Since we’re creating the universe (you and I!) we might as well have some fun, as do the members of the Incredible String Band in their film Be Glad for the Song Has No Ending (1970). (An essential psychedelic artifact, communicating secret knowledges from heads to fellow heads across time. The sections on band member Robin Williamson feel particularly otherwordly.)

Dancing down the sidewalk singing from lampposts, Oyster card in hand, we make our way, beach beckoning from beneath the pavement. In just a few short days I take leave of the States for a month abroad. The story at this point is one of spontaneous grandular progress, self-actualization into a grand unknown. Who will we be on return from this journey? I search old notebooks for clues. A head speaks to me across time, knowing perhaps that a future me would eventually get the message.

Thursday March 7, 2019

I want my Age of Aquarius! “Grab passion,” sings the radio. “Make it happen.” Next thing I know, I’m listening to “Ride My See-Saw” by The Moody Blues and digging it, entering through doorways new states of mind.
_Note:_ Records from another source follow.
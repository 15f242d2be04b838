//! Remote upsert sink.
//!
//! Mirrors the hosted-database variant of study-time persistence: credited
//! minutes are upserted into an entries table keyed by (user, lesson,
//! logical date), and each finished session appends a chunk row with its
//! start/end timestamps. The backend itself is opaque behind the
//! `StudyStore` trait; the sink owns the keying and the monotonic progress
//! guard.

use std::collections::HashMap;
use std::fs;
use std::path::PathBuf;

use chrono::{DateTime, NaiveDate, Utc};
use serde::{Deserialize, Serialize};
use uuid::Uuid;

use super::{PersistenceSink, SessionMeta, SinkError};

// ============================================================================
// Keys and rows
// ============================================================================

/// Upsert key for accumulated daily minutes.
#[derive(Debug, Clone, PartialEq, Eq, Hash, Serialize, Deserialize)]
pub struct EntryKey {
    /// Owning user
    pub user_id: Uuid,
    /// Lesson the time was studied against
    pub lesson_key: String,
    /// Logical date the minutes count toward
    pub date: NaiveDate,
}

/// One appended row per finished session.
#[derive(Debug, Clone, PartialEq, Eq, Serialize, Deserialize)]
pub struct StudyChunk {
    /// Owning user
    pub user_id: Uuid,
    /// Lesson key
    pub lesson_key: String,
    /// Session the chunk belongs to
    pub session_id: Uuid,
    /// Credited seconds
    pub seconds: u64,
    /// When the session started
    pub started_at: DateTime<Utc>,
    /// When the session finished
    pub ended_at: DateTime<Utc>,
}

// ============================================================================
// StudyStore
// ============================================================================

/// Opaque upsert/append-capable backend.
///
/// Stores accept a key and a value and keep the latest; ordering guarantees
/// live in the sink, not here.
pub trait StudyStore: Send {
    /// Adds `minutes` to the entry at `key`, creating it if absent.
    fn add_minutes(&mut self, key: &EntryKey, minutes: u32) -> Result<(), SinkError>;

    /// Appends a finished-session chunk row.
    fn append_chunk(&mut self, chunk: StudyChunk) -> Result<(), SinkError>;

    /// Stores the latest accumulated seconds for an in-flight session.
    fn put_progress(&mut self, session_id: Uuid, seconds: u64) -> Result<(), SinkError>;
}

// ============================================================================
// MemoryStudyStore
// ============================================================================

/// In-memory store, for tests and offline operation.
#[derive(Debug, Default)]
pub struct MemoryStudyStore {
    /// Accumulated minutes per (user, lesson, date)
    pub entries: HashMap<EntryKey, u32>,
    /// Appended chunk rows, in order
    pub chunks: Vec<StudyChunk>,
    /// Latest progress per session
    pub progress: HashMap<Uuid, u64>,
    /// When true, every write fails (simulated outage)
    pub offline: bool,
}

impl MemoryStudyStore {
    /// Creates an empty store.
    pub fn new() -> Self {
        Self::default()
    }

    fn check_online(&self) -> Result<(), SinkError> {
        if self.offline {
            return Err(SinkError::Backend("store unreachable".to_string()));
        }
        Ok(())
    }
}

impl StudyStore for MemoryStudyStore {
    fn add_minutes(&mut self, key: &EntryKey, minutes: u32) -> Result<(), SinkError> {
        self.check_online()?;
        *self.entries.entry(key.clone()).or_insert(0) += minutes;
        Ok(())
    }

    fn append_chunk(&mut self, chunk: StudyChunk) -> Result<(), SinkError> {
        self.check_online()?;
        self.chunks.push(chunk);
        Ok(())
    }

    fn put_progress(&mut self, session_id: Uuid, seconds: u64) -> Result<(), SinkError> {
        self.check_online()?;
        self.progress.insert(session_id, seconds);
        Ok(())
    }
}

// ============================================================================
// FileStudyStore
// ============================================================================

/// JSON-file store, the durable default when no hosted backend is wired.
#[derive(Debug)]
pub struct FileStudyStore {
    path: PathBuf,
    state: FileStoreState,
}

#[derive(Debug, Default, Serialize, Deserialize)]
struct FileStoreState {
    entries: Vec<(EntryKey, u32)>,
    chunks: Vec<StudyChunk>,
    #[serde(default)]
    progress: HashMap<Uuid, u64>,
}

impl FileStudyStore {
    /// Opens (or initializes) the store file at `path`.
    pub fn open(path: impl Into<PathBuf>) -> Result<Self, SinkError> {
        let path = path.into();
        let state = match fs::read_to_string(&path) {
            Ok(contents) => {
                serde_json::from_str(&contents).map_err(|e| SinkError::Read(e.to_string()))?
            }
            Err(e) if e.kind() == std::io::ErrorKind::NotFound => FileStoreState::default(),
            Err(e) => return Err(SinkError::Read(e.to_string())),
        };
        Ok(Self { path, state })
    }

    /// Minutes stored at `key`, if any.
    pub fn minutes_at(&self, key: &EntryKey) -> Option<u32> {
        self.state
            .entries
            .iter()
            .find(|(k, _)| k == key)
            .map(|(_, m)| *m)
    }

    fn persist(&self) -> Result<(), SinkError> {
        if let Some(parent) = self.path.parent() {
            fs::create_dir_all(parent).map_err(|e| SinkError::Write(e.to_string()))?;
        }
        let json = serde_json::to_string_pretty(&self.state)?;
        fs::write(&self.path, json).map_err(|e| SinkError::Write(e.to_string()))?;
        Ok(())
    }
}

impl StudyStore for FileStudyStore {
    fn add_minutes(&mut self, key: &EntryKey, minutes: u32) -> Result<(), SinkError> {
        match self.state.entries.iter_mut().find(|(k, _)| k == key) {
            Some((_, existing)) => *existing += minutes,
            None => self.state.entries.push((key.clone(), minutes)),
        }
        self.persist()
    }

    fn append_chunk(&mut self, chunk: StudyChunk) -> Result<(), SinkError> {
        self.state.chunks.push(chunk);
        self.persist()
    }

    fn put_progress(&mut self, session_id: Uuid, seconds: u64) -> Result<(), SinkError> {
        self.state.progress.insert(session_id, seconds);
        self.persist()
    }
}

// ============================================================================
// RemoteUpsertSink
// ============================================================================

/// Sink that upserts study time into a `StudyStore` on behalf of one user
/// and lesson.
pub struct RemoteUpsertSink<S: StudyStore> {
    store: S,
    user_id: Uuid,
    lesson_key: String,
    /// Last accepted progress seconds per session (monotonic guard)
    accepted_progress: HashMap<Uuid, u64>,
}

impl<S: StudyStore> RemoteUpsertSink<S> {
    /// Creates a sink writing to `store` for the given user and lesson.
    pub fn new(store: S, user_id: Uuid, lesson_key: impl Into<String>) -> Self {
        Self {
            store,
            user_id,
            lesson_key: lesson_key.into(),
            accepted_progress: HashMap::new(),
        }
    }

    /// Returns the backing store.
    pub fn store(&self) -> &S {
        &self.store
    }

    /// Upsert key for minutes finishing at `ended_at`.
    fn entry_key(&self, ended_at: DateTime<Utc>) -> EntryKey {
        EntryKey {
            user_id: self.user_id,
            lesson_key: self.lesson_key.clone(),
            date: ended_at.date_naive(),
        }
    }
}

impl<S: StudyStore> PersistenceSink for RemoteUpsertSink<S> {
    fn credit_minutes(&mut self, session: &SessionMeta, minutes: u32) -> Result<(), SinkError> {
        let ended_at = Utc::now();
        self.store.add_minutes(&self.entry_key(ended_at), minutes)?;
        self.store.append_chunk(StudyChunk {
            user_id: self.user_id,
            lesson_key: self.lesson_key.clone(),
            session_id: session.id,
            seconds: u64::from(minutes) * 60,
            started_at: session.started_at,
            ended_at,
        })?;
        self.accepted_progress.remove(&session.id);
        Ok(())
    }

    fn save_progress(&mut self, session: &SessionMeta, seconds: u64) -> Result<(), SinkError> {
        if let Some(&accepted) = self.accepted_progress.get(&session.id) {
            if seconds <= accepted {
                tracing::debug!(
                    seconds,
                    accepted,
                    "ignoring non-increasing progress save"
                );
                return Ok(());
            }
        }

        self.store.put_progress(session.id, seconds)?;
        self.accepted_progress.insert(session.id, seconds);
        Ok(())
    }
}

// ============================================================================
// Tests
// ============================================================================
//! IPC client for communicating with the study timer daemon.
//!
//! This module provides:
//! - Unix Domain Socket client
//! - Request/response handling
//! - Connection retry logic
//! - Timeout handling

use std::path::PathBuf;
use std::time::Duration;

use anyhow::{Context, Result};
use tokio::io::{AsyncReadExt, AsyncWriteExt};
use tokio::net::UnixStream;
use tokio::time::timeout;

use crate::cli::commands::StartArgs;
use crate::types::{IpcRequest, IpcResponse, StartParams};

// ============================================================================
// Constants
// ============================================================================

/// Connection timeout in seconds
const CONNECTION_TIMEOUT_SECS: u64 = 5;

/// Read/write timeout in seconds
const IO_TIMEOUT_SECS: u64 = 5;

/// Maximum response size in bytes (64KB)
const MAX_RESPONSE_SIZE: usize = 65536;

/// Maximum retry attempts
const MAX_RETRIES: u32 = 3;

/// Retry delay in milliseconds (base delay, multiplied by attempt number)
const RETRY_DELAY_MS: u64 = 500;

// ============================================================================
// IpcClient
// ============================================================================

/// IPC client for daemon communication.
pub struct IpcClient {
    /// Socket path
    socket_path: PathBuf,
    /// Connection timeout
    timeout: Duration,
}

impl IpcClient {
    /// Creates a new IPC client with the default socket path.
    pub fn new() -> Result<Self> {
        Ok(Self::with_socket_path(crate::daemon::socket_path()?))
    }

    /// Creates a new IPC client with a custom socket path.
    pub fn with_socket_path(socket_path: PathBuf) -> Self {
        Self {
            socket_path,
            timeout: Duration::from_secs(CONNECTION_TIMEOUT_SECS),
        }
    }

    /// Returns the socket path.
    pub fn socket_path(&self) -> &PathBuf {
        &self.socket_path
    }

    /// Sends a start command to the daemon.
    pub async fn start(&self, args: &StartArgs) -> Result<IpcResponse> {
        let request = IpcRequest::Start {
            params: StartParams {
                minutes: args.minutes,
            },
        };
        self.send_request_with_retry(&request).await
    }

    /// Sends a pause command to the daemon.
    pub async fn pause(&self) -> Result<IpcResponse> {
        self.send_request_with_retry(&IpcRequest::Pause).await
    }

    /// Sends a resume command to the daemon.
    pub async fn resume(&self) -> Result<IpcResponse> {
        self.send_request_with_retry(&IpcRequest::Resume).await
    }

    /// Sends a reset command to the daemon.
    pub async fn reset(&self) -> Result<IpcResponse> {
        self.send_request_with_retry(&IpcRequest::Reset).await
    }

    /// Sends a finish command to the daemon.
    pub async fn finish(&self) -> Result<IpcResponse> {
        self.send_request_with_retry(&IpcRequest::Finish).await
    }

    /// Sends a status query to the daemon.
    pub async fn status(&self) -> Result<IpcResponse> {
        self.send_request_with_retry(&IpcRequest::Status).await
    }

    /// Sends a request to the daemon with retry logic.
    async fn send_request_with_retry(&self, request: &IpcRequest) -> Result<IpcResponse> {
        let mut last_error = None;

        for attempt in 1..=MAX_RETRIES {
            match self.send_request(request).await {
                Ok(response) => return Ok(response),
                Err(e) => {
                    tracing::warn!("request failed (attempt {}/{}): {}", attempt, MAX_RETRIES, e);
                    last_error = Some(e);

                    if attempt < MAX_RETRIES {
                        let delay = Duration::from_millis(RETRY_DELAY_MS * u64::from(attempt));
                        tokio::time::sleep(delay).await;
                    }
                }
            }
        }

        Err(last_error.context("request failed")?)
    }

    /// Sends a single request to the daemon.
    async fn send_request(&self, request: &IpcRequest) -> Result<IpcResponse> {
        let mut stream = timeout(self.timeout, UnixStream::connect(&self.socket_path))
            .await
            .context("Connection timed out")?
            .context("Cannot reach the daemon. Run 'studytimer daemon' first")?;

        let request_json = serde_json::to_string(request).context("Failed to serialize request")?;

        timeout(
            Duration::from_secs(IO_TIMEOUT_SECS),
            stream.write_all(request_json.as_bytes()),
        )
        .await
        .context("Write timed out")?
        .context("Failed to send request")?;

        timeout(Duration::from_secs(IO_TIMEOUT_SECS), stream.flush())
            .await
            .context("Flush timed out")?
            .context("Failed to flush request")?;

        // Shutdown write side to signal end of request
        stream.shutdown().await.context("Failed to shutdown stream")?;

        let mut buffer = vec![0u8; MAX_RESPONSE_SIZE];
        let n = timeout(
            Duration::from_secs(IO_TIMEOUT_SECS),
            stream.read(&mut buffer),
        )
        .await
        .context("Read timed out")?
        .context("Failed to receive response")?;

        if n == 0 {
            anyhow::bail!("Daemon closed the connection without responding");
        }

        let response: IpcResponse =
            serde_json::from_slice(&buffer[..n]).context("Failed to parse response")?;

        if response.status == "error" {
            anyhow::bail!("{}", response.message);
        }

        Ok(response)
    }
}

// ============================================================================
// Tests
// ============================================================================
//! CLI surface tests for the compiled binary.
//!
//! Everything here runs without a daemon: help/version output, completion
//! generation, argument validation, and the offline `log` command.

use assert_cmd::Command;
use predicates::prelude::*;

fn studytimer() -> Command {
    Command::cargo_bin("studytimer").unwrap()
}

// ============================================================================
// Help and Version
// ============================================================================

#[test]
fn help_lists_all_commands() {
    studytimer()
        .arg("--help")
        .assert()
        .success()
        .stdout(predicate::str::contains("start"))
        .stdout(predicate::str::contains("pause"))
        .stdout(predicate::str::contains("resume"))
        .stdout(predicate::str::contains("reset"))
        .stdout(predicate::str::contains("finish"))
        .stdout(predicate::str::contains("status"))
        .stdout(predicate::str::contains("log"));
}

#[test]
fn no_args_prints_help() {
    studytimer()
        .assert()
        .success()
        .stdout(predicate::str::contains("Usage"));
}

#[test]
fn version_flag() {
    studytimer()
        .arg("--version")
        .assert()
        .success()
        .stdout(predicate::str::contains("studytimer"));
}

#[test]
fn daemon_command_is_hidden_from_help() {
    studytimer()
        .arg("--help")
        .assert()
        .success()
        .stdout(predicate::str::contains("daemon").not());
}

// ============================================================================
// Argument Validation
// ============================================================================

#[test]
fn start_rejects_out_of_range_minutes() {
    for minutes in ["0", "61", "abc"] {
        studytimer()
            .args(["start", "--minutes", minutes])
            .assert()
            .failure();
    }
}

#[test]
fn unknown_command_fails() {
    studytimer()
        .arg("frobnicate")
        .assert()
        .failure()
        .stderr(predicate::str::contains("unrecognized"));
}

// ============================================================================
// Completions
// ============================================================================

#[test]
fn completions_generate_for_bash() {
    studytimer()
        .args(["completions", "bash"])
        .assert()
        .success()
        .stdout(predicate::str::contains("studytimer"));
}

#[test]
fn completions_reject_unknown_shell() {
    studytimer()
        .args(["completions", "tcsh"])
        .assert()
        .failure();
}

// ============================================================================
// Offline Commands
// ============================================================================

#[test]
fn log_with_empty_home_shows_zero_total() {
    let home = tempfile::tempdir().unwrap();

    studytimer()
        .arg("log")
        .env("HOME", home.path())
        .assert()
        .success()
        .stdout(predicate::str::contains("total: 0 min"))
        .stdout(predicate::str::contains("no finished sessions yet"));
}

#[test]
fn status_without_daemon_reports_connection_error() {
    let home = tempfile::tempdir().unwrap();

    studytimer()
        .arg("status")
        .env("HOME", home.path())
        .assert()
        .failure()
        .stderr(predicate::str::contains("daemon"));
}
Thinking truly is the best way to travel. Floating like a kite and then grounded again, eyes open, the world brighter, sharper, and superimposed atop it a corridor of integral concepts. That album of theirs, In Search of the Lost Chord, allows for quite an experience. I follow it with Moby Grape’s Grape Jam — a relaxing listen, though a bit sloppy and indulgent. But that’s what’s so wonderful about it: “This music happened,” as the group says on the back cover of the LP, “when we could escape for awhile the intimidations of the virtuosity and perfections demanded by posterity. Relaxed, free, unselfconscious — Just laying down some music when the mood struck.” Bellbottomed legs leap and spin among a tribe of hippie whirling dervishes in Milos Forman’s Hair, which I watch afterwards while I practice breathing.

Sunday February 10, 2019

I start it right with World Psychedelic Classics 3: Love’s a Real Thing, a compilation from 2007 that has me up on my feet ready to march to the sound of Moussa Doumbia’s “Keleya.” Next thing I know, I’m watching an African movie from Senegalese writer and filmmaker Ousmane Sembène called Ceddo (1977). Like Huxley’s mynah birds, my students help to bring me to attention. I flower, I bloom. I pick up and thumb through a copy of Edward Espe Brown’s The Tassajara Bread Book. Among the rich assortment of cookbooks tossed into being by the counterculture, Brown’s is one of my favorites. Definitely a book written to and from “heads” — those of us who speak to each other throughout the ages. Sarah and I plan to create a print to hang in our kitchen based on the book’s opening poem, “A Composite of Kitchen Necessities.”